TikTok Comment Scraper for Audience Research
Use a TikTok comment scraper or TikTok comments scraper workflow to collect public video comments, replies, raw JSON, and CSV exports for audience research.
Key takeaways
- 01TikTok comments work best as a second-stage dataset after a video has already been selected for deeper review.
- 02Use `comment-list` for top-level comments and `comment-replies` only when a parent comment needs thread context.
- 03The MintAPI TikTok Data Scraper gives analysts saved runs, raw JSON, table views, and CSV exports without writing code.
Why TikTok comments are a different dataset
A TikTok comment scraper is useful when views, likes, and shares are not enough to explain why a video is working. Engagement totals show that people reacted. Comments show the objections, jokes, product questions, creator references, and repeated phrases behind that reaction.

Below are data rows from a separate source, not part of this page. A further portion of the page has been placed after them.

//! Tagged record storage for agent exchange state.
//!
//! Records are opaque JSON values keyed by `(record_type, id)` with a set
//! of string tags that can be matched exactly. Every update is a
//! compare-and-swap on the record version.

mod error;
mod memory;
mod record;
mod traits;

pub mod conformance;

pub use error::StorageError;
pub use memory::InMemoryStorage;
pub use record::{StorageRecord, TagFilter};
pub use traits::AgentStorage;
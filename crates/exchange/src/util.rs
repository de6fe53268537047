//! Identifiers, timestamps, nonces and trace events.

use rand::Rng;
use time::format_description::well_known::Rfc3339;
use time::OffsetDateTime;

pub const TRACE_TARGET: &str = "aries::trace";

pub fn new_id() -> String {
    uuid::Uuid::new_v4().to_string()
}

/// Current UTC time as RFC 3339.
pub fn timestamp_now() -> String {
    OffsetDateTime::now_utc()
        .format(&Rfc3339)
        .unwrap_or_else(|_| OffsetDateTime::UNIX_EPOCH.to_string())
}

/// Parse a stamp written by [`timestamp_now`]. The fractional part has
/// no fixed width, so stamps only order correctly once parsed.
pub fn parse_timestamp(ts: &str) -> Option<OffsetDateTime> {
    OffsetDateTime::parse(ts, &Rfc3339).ok()
}

/// Seconds since the epoch.
pub fn epoch_now() -> u64 {
    OffsetDateTime::now_utc().unix_timestamp().max(0) as u64
}

/// 80-bit random nonce in decimal.
pub fn random_nonce() -> String {
    let mut bytes = [0u8; 10];
    rand::thread_rng().fill(&mut bytes[..]);
    let mut n: u128 = 0;
    for b in bytes {
        n = (n << 8) | u128::from(b);
    }
    n.to_string()
}

/// Emit an exchange trace event when tracing is on for the record.
pub fn trace_event(enabled: bool, exchange_id: &str, thread_id: Option<&str>, outcome: &str) {
    if enabled {
        tracing::info!(
            target: TRACE_TARGET,
            exchange_id,
            thread_id = thread_id.unwrap_or(""),
            outcome,
            "exchange trace"
        );
    }
}
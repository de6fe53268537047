//! Revocation registry value object and tails-file handling.

use std::path::{Path, PathBuf};

use dashmap::DashMap;
use serde_json::Value;
use sha2::{Digest, Sha256};
use tracing::{debug, info};

use crate::collaborators::TailsFetcher;
use crate::error::ExchangeError;

/// A revocation registry as described by its definition.
#[derive(Debug, Clone, PartialEq, Eq)]
pub struct RevocationRegistry {
    pub registry_id: String,
    pub cred_def_id: String,
    pub issuer_did: String,
    pub max_creds: u32,
    pub reg_def_type: String,
    pub tag: Option<String>,
    pub tails_hash: Option<String>,
    pub tails_public_uri: Option<String>,
    pub tails_local_path: Option<String>,
    /// True when built from the ledger copy of the definition.
    pub is_public: bool,
}

impl RevocationRegistry {
    /// Build from an Indy registry definition. For a public definition
    /// `value.tailsLocation` is the download URI, otherwise a local path.
    pub fn from_definition(def: &Value, public: bool) -> Result<Self, ExchangeError> {
        let field = |name: &str| -> Result<String, ExchangeError> {
            def.get(name)
                .and_then(Value::as_str)
                .map(str::to_string)
                .ok_or_else(|| {
                    ExchangeError::Revocation(format!(
                        "revocation registry definition has no {}",
                        name
                    ))
                })
        };
        let registry_id = field("id")?;
        let value = def.get("value");
        let value_str = |name: &str| value.and_then(|v| v.get(name)).and_then(Value::as_str);
        let tails_location = value_str("tailsLocation").map(str::to_string);
        let issuer_did = registry_id
            .split(':')
            .next()
            .unwrap_or_default()
            .to_string();

        Ok(RevocationRegistry {
            cred_def_id: field("credDefId")?,
            issuer_did,
            max_creds: value
                .and_then(|v| v.get("maxCredNum"))
                .and_then(Value::as_u64)
                .and_then(|n| u32::try_from(n).ok())
                .unwrap_or_default(),
            reg_def_type: field("revocDefType")?,
            tag: def.get("tag").and_then(Value::as_str).map(str::to_string),
            tails_hash: value_str("tailsHash").map(str::to_string),
            tails_public_uri: if public { tails_location.clone() } else { None },
            tails_local_path: if public { None } else { tails_location },
            is_public: public,
            registry_id,
        })
    }

    /// Where a downloaded tails file for this registry lives.
    pub fn receiving_tails_path(&self, tails_dir: &Path) -> Result<PathBuf, ExchangeError> {
        let hash = self.tails_hash.as_deref().ok_or_else(|| {
            ExchangeError::Revocation(format!(
                "registry {} has no tails hash",
                self.registry_id
            ))
        })?;
        Ok(tails_dir.join(&self.registry_id).join(hash))
    }

    pub async fn has_local_tails_file(&self, tails_dir: &Path) -> bool {
        let path = match &self.tails_local_path {
            Some(p) => PathBuf::from(p),
            None => match self.receiving_tails_path(tails_dir) {
                Ok(p) => p,
                Err(_) => return false,
            },
        };
        tokio::fs::try_exists(&path).await.unwrap_or(false)
    }

    /// Download the tails file, check its hash and write it under
    /// `tails_dir`. Returns the local path.
    pub async fn retrieve_tails(
        &mut self,
        fetcher: &dyn TailsFetcher,
        tails_dir: &Path,
    ) -> Result<PathBuf, ExchangeError> {
        let uri = self.tails_public_uri.clone().ok_or_else(|| {
            ExchangeError::Revocation(format!(
                "registry {} has no public tails URI",
                self.registry_id
            ))
        })?;
        let target = self.receiving_tails_path(tails_dir)?;
        debug!(registry_id = %self.registry_id, %uri, "downloading tails file");

        let bytes = fetcher.fetch(&uri).await?;
        let digest = bs58::encode(Sha256::digest(&bytes)).into_string();
        if Some(digest.as_str()) != self.tails_hash.as_deref() {
            return Err(ExchangeError::Revocation(format!(
                "tails file for registry {} does not match hash: got {}",
                self.registry_id, digest
            )));
        }

        if let Some(dir) = target.parent() {
            tokio::fs::create_dir_all(dir).await?;
        }
        let partial = target.with_extension("partial");
        tokio::fs::write(&partial, &bytes).await?;
        tokio::fs::rename(&partial, &target).await?;

        info!(registry_id = %self.registry_id, path = %target.display(), "tails file stored");
        self.tails_local_path = Some(target.to_string_lossy().into_owned());
        Ok(target)
    }

    /// Local tails path, downloading the file first when it is missing.
    pub async fn ensure_tails(
        &mut self,
        fetcher: &dyn TailsFetcher,
        tails_dir: &Path,
    ) -> Result<PathBuf, ExchangeError> {
        if self.has_local_tails_file(tails_dir).await {
            return match &self.tails_local_path {
                Some(p) => Ok(PathBuf::from(p)),
                None => {
                    let path = self.receiving_tails_path(tails_dir)?;
                    self.tails_local_path = Some(path.to_string_lossy().into_owned());
                    Ok(path)
                }
            };
        }
        self.retrieve_tails(fetcher, tails_dir).await
    }
}

/// Ledger registries by id. Published definitions never change, so
/// entries are never evicted.
#[derive(Debug, Default)]
pub struct RegistryCache {
    entries: DashMap<String, RevocationRegistry>,
}

impl RegistryCache {
    pub fn new() -> Self {
        Self::default()
    }

    pub fn get(&self, registry_id: &str) -> Option<RevocationRegistry> {
        self.entries.get(registry_id).map(|r| r.clone())
    }

    pub fn insert(&self, registry: RevocationRegistry) {
        self.entries.insert(registry.registry_id.clone(), registry);
    }

    pub fn len(&self) -> usize {
        self.entries.len()
    }

    pub fn is_empty(&self) -> bool {
        self.entries.is_empty()
    }
}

That makes comments a second-stage research dataset. Start from a video you already care about, then scrape TikTok comments when the thread can answer a real question: what viewers noticed, what they misunderstood, what they asked for, or whether the engagement looks substantive enough to inspect further.
For teams that do not want to build the workflow from scratch, the TikTok data scraper includes a comment workflow for public video URLs, saved runs, raw JSON, table views, and CSV exports.
The core comment workflow
The narrow API workflow starts with TikTok Comment List. The endpoint accepts a TikTok video URL or video ID in `url`, plus optional `count` and `cursor` parameters. `count` controls how many comments to return, up to the documented maximum of `50`. `cursor` lets the workflow continue while the response indicates that more comments are available.
- Input: a public TikTok video URL or numeric video ID.
- First page: call `comment-list` with `count` set to the smallest useful batch size.
- Pagination: keep the returned cursor and continue only while the workflow still needs more rows.
- Storage: save raw comment IDs, text, creation time, like counts, reply totals, status, and author data.
- Decision point: fetch replies only for comments that need thread context.
This shape keeps the workflow controlled. A TikTok comments scraper should not scrape every available thread by default. It should collect enough comments to answer the research question, then stop or branch.
Use replies only when thread context matters
Some comment analysis is complete after the top-level comments. Other tasks need the conversation under a specific comment: follow-up questions, creator replies, corrections, or back-and-forth between viewers. Use TikTok Comment Replies for that second branch.
The replies endpoint requires `comment_id` and `video_id`. It also accepts `count` and `cursor`, with the same basic pagination pattern. A practical workflow reads `reply_total` from the parent comment, then calls the replies endpoint only when that count or the comment text justifies another request.
1curl --request GET \2 --url 'https://api.mintapi.dev/api/tiktok/comment-list?url=https://www.tiktok.com/@tiktok/video/7093219391759764782&count=25&cursor=0' \3 --header 'Authorization: Bearer YOUR_API_KEY'When to enrich the video first
Comment text is easier to interpret when it stays tied to the source video. Before scraping comments at scale, fetch the video record with TikTok Video Info. It accepts a video URL or ID in `url`, with `hd=1` when the workflow also needs the HD play URL.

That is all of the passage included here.